» **WORK INSTRUCTIONS**: Whichever lines of the material contain "removed", copy each of them.

» **EXERCISE INPUTS**:

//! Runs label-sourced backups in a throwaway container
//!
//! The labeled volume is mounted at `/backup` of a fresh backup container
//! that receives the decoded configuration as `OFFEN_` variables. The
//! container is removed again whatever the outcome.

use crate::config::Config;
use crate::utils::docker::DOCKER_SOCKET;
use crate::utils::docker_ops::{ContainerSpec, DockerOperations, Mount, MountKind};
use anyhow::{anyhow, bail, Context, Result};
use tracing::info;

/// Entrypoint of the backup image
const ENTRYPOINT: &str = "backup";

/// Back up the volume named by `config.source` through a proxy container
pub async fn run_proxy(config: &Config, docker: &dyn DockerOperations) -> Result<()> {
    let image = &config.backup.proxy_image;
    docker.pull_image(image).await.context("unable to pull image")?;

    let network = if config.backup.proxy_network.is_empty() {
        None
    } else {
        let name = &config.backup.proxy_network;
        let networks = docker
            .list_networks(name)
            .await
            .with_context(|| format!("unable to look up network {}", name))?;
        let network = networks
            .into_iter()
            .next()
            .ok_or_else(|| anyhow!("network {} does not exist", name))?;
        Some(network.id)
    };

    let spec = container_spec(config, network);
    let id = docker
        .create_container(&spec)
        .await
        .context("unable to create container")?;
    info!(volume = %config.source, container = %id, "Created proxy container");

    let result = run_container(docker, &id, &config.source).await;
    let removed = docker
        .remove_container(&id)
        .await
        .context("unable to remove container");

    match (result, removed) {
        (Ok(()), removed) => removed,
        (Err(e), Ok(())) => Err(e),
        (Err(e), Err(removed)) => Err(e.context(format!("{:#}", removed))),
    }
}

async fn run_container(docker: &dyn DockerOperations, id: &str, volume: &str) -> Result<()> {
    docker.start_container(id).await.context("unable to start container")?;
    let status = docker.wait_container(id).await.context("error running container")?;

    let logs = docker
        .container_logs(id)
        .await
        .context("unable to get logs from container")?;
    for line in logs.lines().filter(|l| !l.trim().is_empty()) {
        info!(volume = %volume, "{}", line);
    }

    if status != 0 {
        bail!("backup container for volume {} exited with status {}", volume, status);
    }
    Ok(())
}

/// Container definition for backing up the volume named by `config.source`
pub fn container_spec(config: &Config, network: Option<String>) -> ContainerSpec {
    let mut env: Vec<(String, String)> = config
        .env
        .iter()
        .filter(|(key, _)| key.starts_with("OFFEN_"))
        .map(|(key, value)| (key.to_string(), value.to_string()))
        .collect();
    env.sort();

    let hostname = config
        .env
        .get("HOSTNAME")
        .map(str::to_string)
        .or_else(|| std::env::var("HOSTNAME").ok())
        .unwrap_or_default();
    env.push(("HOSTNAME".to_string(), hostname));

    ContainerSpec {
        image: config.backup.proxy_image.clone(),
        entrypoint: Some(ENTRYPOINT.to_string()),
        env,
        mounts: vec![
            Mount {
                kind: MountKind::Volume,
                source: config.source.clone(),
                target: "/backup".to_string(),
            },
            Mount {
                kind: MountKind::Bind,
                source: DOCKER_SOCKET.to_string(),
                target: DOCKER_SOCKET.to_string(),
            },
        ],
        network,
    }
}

» **EXERCISE OUTPUT**:
//! container is removed again whatever the outcome.
    let removed = docker
    match (result, removed) {
        (Ok(()), removed) => removed,
        (Err(e), Err(removed)) => Err(e.context(format!("{:#}", removed))),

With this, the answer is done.